Document Type

Conference Paper

Publication Date

2022

Publication Title

IAJC 2022 International Conference

Pages

031-M-22 (12 pp.)

Conference Name

IAJC 2022 International Conference, 13-16 October 2022, Orlando, Florida

Abstract

The main objective of this paper is to describe a teaching tool that can be used for automated creation of different problems that can be used for assessing student knowledge while teaching industrial robotics courses. These materials can be used for instructors who need to create customized questions and answers for different student homework. Wayne State University, Detroit, MI offer different industrial robotics and courses related to fundamental robotic theory: kinematics, dynamics, and control. Old Dominion University, Norfolk, VA offers the course in Introduction to Industrial Robotics. Both programs are Mechanical Engineering Technology under the Engineering Technology departments / division. Preparing questions for assignments, labs and projects can take enormous amount of time because of the equation’s complexity. In order to avoid repetition of same questions especially project problems, the reconfigurable kinematic and dynamic modules are used. This is especially important due to the problems that many instructors are facing due to the online systems that encourage student subscriptions and possible cheating through previously given homework and available solutions from previous exams. The developed model that will be presented in this paper is a reconfigurable module for automatic Jacobian generation that has been developed and validated at Mid-sized University A. Maple tool is used for symbolic equations and clear visibility of results. The methodology is presented in detail. Several examples are used to demonstrate the model’s capability and reusability.

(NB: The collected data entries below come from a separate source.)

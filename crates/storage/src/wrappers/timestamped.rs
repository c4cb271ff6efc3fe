//! Creation and update timestamps.

use std::sync::Arc;

use serde_json::Value;

use crate::clock::{Clock, SystemClock, format_timestamp};
use crate::core::{ItemIter, Storage};
use crate::error::{StorageResult, ValidationError};
use crate::filter::{Filter, SearchFilter};
use crate::meta::{CacheControl, StorageMeta};
use crate::types::{Edit, EditResult, Item, Page};

/// Default creation timestamp attribute.
pub const DEFAULT_CREATED_AT: &str = "created_at";

/// Default update timestamp attribute.
pub const DEFAULT_UPDATED_AT: &str = "updated_at";

/// Storage that owns an item's creation and update timestamps.
///
/// `create` sets both attributes to the current time; `update` sets the
/// update time and carries the creation time over from the stored item.
/// Callers cannot supply either value: the published meta marks both
/// attributes as neither creatable nor updatable, and switches cache control
/// to [`CacheControl::Timestamp`] on the update attribute.
#[derive(Debug)]
pub struct TimestampedStorage<S> {
    inner: S,
    meta: StorageMeta,
    created_at: String,
    updated_at: String,
    clock: Arc<dyn Clock>,
}

impl<S: Storage> TimestampedStorage<S> {
    /// Wraps `inner` using the default attribute names and the system clock.
    ///
    /// # Errors
    ///
    /// * `ValidationError::InvalidMeta` - If either attribute is not declared
    pub fn new(inner: S) -> StorageResult<Self> {
        Self::with_clock(inner, Arc::new(SystemClock))
    }

    /// Wraps `inner` using the default attribute names and `clock`.
    pub fn with_clock(inner: S, clock: Arc<dyn Clock>) -> StorageResult<Self> {
        Self::with_attr_names(inner, DEFAULT_CREATED_AT, DEFAULT_UPDATED_AT, clock)
    }

    /// Wraps `inner`, stamping the named attributes.
    pub fn with_attr_names(
        inner: S,
        created_at: impl Into<String>,
        updated_at: impl Into<String>,
        clock: Arc<dyn Clock>,
    ) -> StorageResult<Self> {
        let created_at = created_at.into();
        let updated_at = updated_at.into();
        let inner_meta = inner.meta();
        for name in [&created_at, &updated_at] {
            if inner_meta.attr(name).is_none() {
                return Err(ValidationError::InvalidMeta {
                    storage: inner_meta.name().to_string(),
                    message: format!("timestamp attribute '{name}' is not declared"),
                }
                .into());
            }
        }

        let meta = inner_meta
            .derive_attrs(|attr| {
                let mut attr = attr.clone();
                if attr.name == created_at || attr.name == updated_at {
                    attr.creatable = false;
                    attr.updatable = false;
                    attr.readable = true;
                }
                attr
            })
            .derive_cache_control(CacheControl::Timestamp {
                updated_at_attr: updated_at.clone(),
            });

        Ok(Self {
            inner,
            meta,
            created_at,
            updated_at,
            clock,
        })
    }

    /// Returns the wrapped storage.
    pub fn inner(&self) -> &S {
        &self.inner
    }

    fn stamp_create(&self, item: &mut Item) {
        let now = Value::String(format_timestamp(self.clock.now()));
        item.insert(self.created_at.clone(), now.clone());
        item.insert(self.updated_at.clone(), now);
    }

    fn stamp_update(&self, item: &mut Item) -> StorageResult<()> {
        let now = format_timestamp(self.clock.now());
        item.insert(self.updated_at.clone(), Value::String(now));
        item.remove(&self.created_at);

        // Absent items keep no creation time; the inner update reports them.
        let key = self.meta.key_of(item)?;
        if let Some(created) = self
            .inner
            .read(&key)?
            .and_then(|stored| stored.get(&self.created_at).cloned())
        {
            item.insert(self.created_at.clone(), created);
        }
        Ok(())
    }
}

impl<S: Storage> Storage for TimestampedStorage<S> {
    fn meta(&self) -> &StorageMeta {
        &self.meta
    }

    fn create(&self, mut item: Item) -> StorageResult<String> {
        self.stamp_create(&mut item);
        self.inner.create(item)
    }

    fn read(&self, key: &str) -> StorageResult<Option<Item>> {
        self.inner.read(key)
    }

    fn read_all(&self, keys: &[String], error_on_missing: bool) -> StorageResult<Vec<Option<Item>>> {
        self.inner.read_all(keys, error_on_missing)
    }

    fn update(&self, mut item: Item) -> StorageResult<Item> {
        self.stamp_update(&mut item)?;
        self.inner.update(item)
    }

    fn destroy(&self, key: &str) -> StorageResult<bool> {
        self.inner.destroy(key)
    }

    fn search(&self, search: &SearchFilter) -> StorageResult<ItemIter<'_>> {
        self.inner.search(search)
    }

    fn count(&self, filter: &Filter) -> StorageResult<u64> {
        self.inner.count(filter)
    }

    fn paged_search(
        &self,
        search: &SearchFilter,
        page_key: Option<&str>,
        limit: Option<usize>,
    ) -> StorageResult<Page> {
        self.inner.paged_search(search, page_key, limit)
    }

    fn edit_all(&self, edits: Vec<Edit>) -> StorageResult<Vec<EditResult>> {
        let mut stamped = Vec::with_capacity(edits.len());
        for edit in edits {
            stamped.push(match edit {
                Edit::Create(mut item) => {
                    self.stamp_create(&mut item);
                    Edit::Create(item)
                }
                Edit::Update(mut item) => {
                    self.stamp_update(&mut item)?;
                    Edit::Update(item)
                }
                destroy => destroy,
            });
        }
        self.inner.edit_all(stamped)
    }
}
use serde::{Deserialize, Serialize};
use sha2::{Digest, Sha256};

use super::{Comparator, Filter};
use crate::error::ValidationError;
use crate::meta::StorageMeta;
use crate::types::{Item, hex};

/// A filter plus an optional ordering.
#[derive(Debug, Clone, PartialEq, Default, Serialize, Deserialize)]
pub struct SearchFilter {
    /// Inclusion predicate; defaults to [`Filter::IncludeAll`].
    #[serde(default)]
    pub filter: Filter,
    /// Result ordering; `None` leaves the order to the backend's key order.
    #[serde(default)]
    pub order: Option<Comparator>,
}

impl SearchFilter {
    /// Search matching `filter` in key order.
    pub fn new(filter: Filter) -> Self {
        Self {
            filter,
            order: None,
        }
    }

    /// Search matching every item.
    pub fn all() -> Self {
        Self::default()
    }

    /// Sets the ordering.
    pub fn order_by(mut self, order: Comparator) -> Self {
        self.order = Some(order);
        self
    }

    /// Returns a copy with `extra` conjoined onto the filter.
    pub fn and_filter(&self, extra: &Filter) -> Self {
        Self {
            filter: Filter::and([self.filter.clone(), extra.clone()]),
            order: self.order.clone(),
        }
    }

    /// Sorts items by the ordering, if any.
    pub fn sort(&self, items: &mut [Item]) {
        if let Some(order) = &self.order {
            order.sort(items);
        }
    }

    /// Short digest identifying this search, embedded in page keys so a page
    /// key is rejected if replayed against a different search.
    pub fn fingerprint(&self) -> String {
        let json = serde_json::to_vec(self).unwrap_or_default();
        let digest = Sha256::digest(&json);
        hex(&digest[..8])
    }

    /// Validates both the filter and the ordering.
    pub fn validate(&self, meta: &StorageMeta) -> Result<(), ValidationError> {
        self.filter.validate(meta)?;
        if let Some(order) = &self.order {
            order.validate(meta)?;
        }
        Ok(())
    }
}

impl From<Filter> for SearchFilter {
    fn from(filter: Filter) -> Self {
        SearchFilter::new(filter)
    }
}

The reconfigurable modules are currently used for two robotic curses: Course A and Course B. It will also be expanded to University B and validated there.

Rights

© 2022 International Association of Journal and Conferences. All rights reserved.

Included with the kind written permission of the copyright holder.

Original Publication Citation

Djuric, A., & Jovanovic, V. (2022). Reconfigurable modules for automatic creating robotic courses [Paper presentation]. IAJC 2022 International Conference, Orlando, Florida.

ORCID

0000-0002-8626-903X (Jovanovic)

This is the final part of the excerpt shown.